Cerebral ischemia, most notably in the form of stroke, is one of the leading causes of death and disability. Unfortunately, the utilization of tissue plasminogen activator is the only approved therapy for stroke, with limited application potential. Clinical trials testing post-stroke neuroprotective agents have not been successful. Thus, the identification of prophylactic strategies able to induce endogenous neuroprotective mechanisms has high potential for stroke therapy. The therapeutic potential of preconditioning paradigms, in which brief episodes of a sublethal ischemic insult induce robust protection against subsequent ischemic injuries, has been repeatedly demonstrated. Our studies suggests that resveratrol preconditioning can induce a chronic ischemic tolerance that lasts for at least 2 weeks in vivo. The main objective of this proposal is to determine the mechanistic basis of neuroprotection afforded by resveratrol induced preconditioning to help us identify innovative therapeutic strategies that prevent or at least reduce neuronal damage in susceptible patients. We have shown that resveratrol emulated ischemic preconditioning (IPC) in brain in a Sirt1 dependent manner. A major observation emerging from our studies is that resveratrol upregulate BDNF levels. We hypothesize that the transcriptional regulator MeCP2 mediates, at least in part, the neuronal transcriptional responses to Resveratrol.
In aim 1, we will test the MeCP2 dependence of RPC-induced chronic ischemic tolerance. The neuroprotective effect of resveratrol will we assessed in control mice and a tamoxifen-inducible neuron-specific Mecp2 knockout mice which will be subjected to focal cerebral ischemia by middle cerebral artery occlusion (MCAo).
Aim 2 will assess the ability of RPC to modify MeCP2 dependent gene regulation. For these experiments we will employ in vivo (mouse brain) and ex vivo (organotypic cortical slice cultures) experiments to assay the effect of resveratrol administration on posttranslational modifications of MeCP2, the binding of MeCP2 to chromatin and to its cognate partners. Identification of the mechanisms by which long-lasting neuroprotection elicited by resveratrol will have implications not only in stroke and several other forms of ischemia, such as cardiac arrest, but also other neurological disorders with similar pathology.

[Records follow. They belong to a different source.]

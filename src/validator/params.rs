//! Flow `params` checks: unknown fields against the default-params schema,
//! bind failures against the patch schema.

use serde_json::Value;

use super::Pass;
use super::flows::FlowScope;
use crate::blueprint::schema::BindIssueKind;
use crate::codes;
use crate::jsonpath::JsonPath;

impl Pass<'_> {
    pub(crate) fn check_flow_params(
        &mut self,
        params: &Value,
        scope: &FlowScope<'_>,
        path: &JsonPath,
    ) {
        if self.require_object(params, path, "'params'").is_none() {
            return;
        }
        let Some(blueprint) = scope.blueprint else {
            // Unregistered flow: no schema to bind against.
            return;
        };

        // Unknown fields come from the full params schema walk.
        let mut issues = Vec::new();
        blueprint.params_schema.check(params, path, &mut issues);
        for issue in issues {
            if issue.kind == BindIssueKind::UnknownField {
                self.error(
                    codes::CFG_PARAMS_UNKNOWN_FIELD,
                    issue.path.clone(),
                    format!("unknown params field at {}", issue.path),
                );
            }
        }

        // Bind failures come from the patch schema, reported at the
        // binder's field-level path.
        let mut bind_issues = Vec::new();
        blueprint.patch_schema.check(params, path, &mut bind_issues);
        for issue in bind_issues {
            if let BindIssueKind::TypeMismatch { expected, found } = issue.kind {
                self.error(
                    codes::CFG_PARAMS_BIND_FAILED,
                    issue.path,
                    format!("cannot bind params value: expected {expected}, found {found}"),
                );
            }
        }
    }
}
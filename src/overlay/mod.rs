//! Overlay evaluation: `(patch, request) → FlowPatchEvaluation`.
//!
//! Applies the flow's overlays in the invariant order **base → experiments
//! (array order) → qos → emergency**, merges modules by id, drops expired
//! emergency overlays, and partitions each stage into primary and shadow
//! modules. The evaluator is infallible over structurally valid input; run
//! the [`crate::validator`] first and anything of the wrong shape here is
//! skipped silently.

pub mod evaluation;
mod merge;

pub use evaluation::{FlowPatchEvaluation, ModulePatch, OverlayApplied, OverlayLayer, StagePatch};

use chrono::{DateTime, Duration, Utc};
use serde_json::Value;
use tracing::instrument;

use crate::codes;
use crate::context::RequestOptions;
use crate::patchdoc::{QosTier, fields};
use merge::WorkingStage;

/// Inputs for one overlay evaluation.
#[derive(Clone, Copy, Debug)]
pub struct OverlayInputs<'a> {
    pub flow_name: &'a str,
    /// The parsed patch document root.
    pub patch: &'a Value,
    pub options: &'a RequestOptions,
    pub qos_tier: QosTier,
    /// Timestamp of the config snapshot, if known. Emergency TTLs cannot
    /// expire without it.
    pub config_timestamp_utc: Option<DateTime<Utc>>,
    /// Caller-supplied wall clock.
    pub now: DateTime<Utc>,
    pub config_version: u64,
}

/// Pure, deterministic overlay evaluator.
#[derive(Clone, Copy, Debug, Default)]
pub struct OverlayEvaluator;

impl OverlayEvaluator {
    pub fn new() -> Self {
        OverlayEvaluator
    }

    /// Produce the per-request effective stage patch for one flow.
    #[instrument(level = "debug", skip_all, fields(flow = inputs.flow_name, tier = %inputs.qos_tier))]
    pub fn evaluate(&self, inputs: OverlayInputs<'_>) -> FlowPatchEvaluation {
        let Some(flow_patch) = inputs
            .patch
            .get(fields::FLOWS)
            .and_then(|flows| flows.get(inputs.flow_name))
            .and_then(Value::as_object)
        else {
            return FlowPatchEvaluation::empty(inputs.flow_name, inputs.config_version);
        };

        let mut stages = StageSet::default();
        let mut overlays_applied = vec![OverlayApplied::base()];
        let mut emergency_ignored = None;

        // Base layer.
        if let Some(base_stages) = flow_patch.get(fields::STAGES) {
            stages.apply_layer(base_stages, OverlayLayer::Base);
        }

        // Experiment layers, in array order, gated on variant assignment.
        if let Some(experiments) = flow_patch.get(fields::EXPERIMENTS).and_then(Value::as_array) {
            for experiment in experiments {
                let Some((layer, variant, patch)) = experiment_parts(experiment) else {
                    continue;
                };
                if inputs.options.variants.get(layer).map(String::as_str) != Some(variant) {
                    continue;
                }
                if let Some(stage_patches) = patch.get(fields::STAGES) {
                    stages.apply_layer(stage_patches, OverlayLayer::Experiment);
                }
                overlays_applied.push(OverlayApplied::experiment(layer, variant));
            }
        }

        // QoS tier layer.
        if let Some(tier_patch) = qos_tier_patch(flow_patch, inputs.qos_tier) {
            if let Some(stage_patches) = tier_patch.get(fields::STAGES) {
                stages.apply_layer(stage_patches, OverlayLayer::Qos);
            }
            overlays_applied.push(OverlayApplied::qos(inputs.qos_tier));
        }

        // Emergency layer, unless its TTL already elapsed.
        if let Some(emergency) = flow_patch.get(fields::EMERGENCY).and_then(Value::as_object) {
            if emergency_expired(emergency, inputs.config_timestamp_utc, inputs.now) {
                emergency_ignored = Some(codes::EMERGENCY_TTL_EXPIRED.to_string());
            } else if let Some(patch) = emergency.get(fields::PATCH) {
                if let Some(stage_patches) = patch.get(fields::STAGES) {
                    stages.apply_layer(stage_patches, OverlayLayer::Emergency);
                }
                overlays_applied.push(OverlayApplied::emergency());
            }
        }

        FlowPatchEvaluation {
            flow_name: inputs.flow_name.to_string(),
            config_version: inputs.config_version,
            stages: stages.finish(),
            overlays_applied,
            emergency_overlay_ignored_reason_code: emergency_ignored,
            flow_patch: Some(Value::Object(flow_patch.clone())),
        }
    }
}

/// Stage patches in deterministic order: base stages in codepoint order of
/// their names, overlay-introduced stages after in first-observed order.
#[derive(Default)]
struct StageSet {
    order: Vec<String>,
    stages: rustc_hash::FxHashMap<String, WorkingStage>,
}

impl StageSet {
    fn apply_layer(&mut self, stage_patches: &Value, layer: OverlayLayer) {
        let Some(object) = stage_patches.as_object() else {
            return;
        };
        for (stage_name, stage_json) in object {
            if !self.stages.contains_key(stage_name) {
                // The emergency layer may only touch existing stages.
                if layer == OverlayLayer::Emergency {
                    continue;
                }
                self.order.push(stage_name.clone());
                self.stages
                    .insert(stage_name.clone(), WorkingStage::default());
            }
            self.stages
                .get_mut(stage_name)
                .expect("inserted above")
                .apply(stage_json, layer);
        }
    }

    fn finish(mut self) -> Vec<StagePatch> {
        self.order
            .iter()
            .map(|name| {
                let working = self.stages.remove(name).expect("tracked in order");
                let (shadow_modules, modules) = working
                    .modules
                    .into_iter()
                    .partition(|m| m.shadow_sample.is_some());
                StagePatch {
                    stage_name: name.clone(),
                    has_fanout_max: working.has_fanout_max,
                    fanout_max: working.fanout_max,
                    modules,
                    shadow_modules,
                }
            })
            .collect()
    }
}

fn experiment_parts(experiment: &Value) -> Option<(&str, &str, &Value)> {
    let object = experiment.as_object()?;
    let layer = object.get(fields::LAYER)?.as_str()?;
    let variant = object.get(fields::VARIANT)?.as_str()?;
    let patch = object.get(fields::PATCH)?;
    patch.as_object()?;
    Some((layer, variant, patch))
}

fn qos_tier_patch<'a>(
    flow_patch: &'a serde_json::Map<String, Value>,
    tier: QosTier,
) -> Option<&'a Value> {
    flow_patch
        .get(fields::QOS)?
        .get(fields::TIERS)?
        .get(tier.as_str())?
        .get(fields::PATCH)
}

/// TTL check shared with the params resolver: an emergency overlay is
/// expired when `configTimestampUtc + ttl_minutes ≤ now`. Without a config
/// timestamp the TTL cannot elapse.
pub(crate) fn emergency_expired(
    emergency: &serde_json::Map<String, Value>,
    config_timestamp_utc: Option<DateTime<Utc>>,
    now: DateTime<Utc>,
) -> bool {
    let Some(timestamp) = config_timestamp_utc else {
        return false;
    };
    let Some(ttl_minutes) = emergency.get(fields::TTL_MINUTES).and_then(Value::as_i64) else {
        return false;
    };
    if ttl_minutes <= 0 {
        return false;
    }
    timestamp + Duration::minutes(ttl_minutes) <= now
}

The main objective of this proposal is to determine the mechanistic basis of resveratrol induced preconditioning to posterior cerebral ischemia. We have shown that resveratrol emulated ischemic preconditioning (IPC) in brain in a Sirt1 dependent manner. We will test whether the transcriptional regulator MeCP2 mediates, at least in part, the neuronal transcriptional responses to Resveratrol.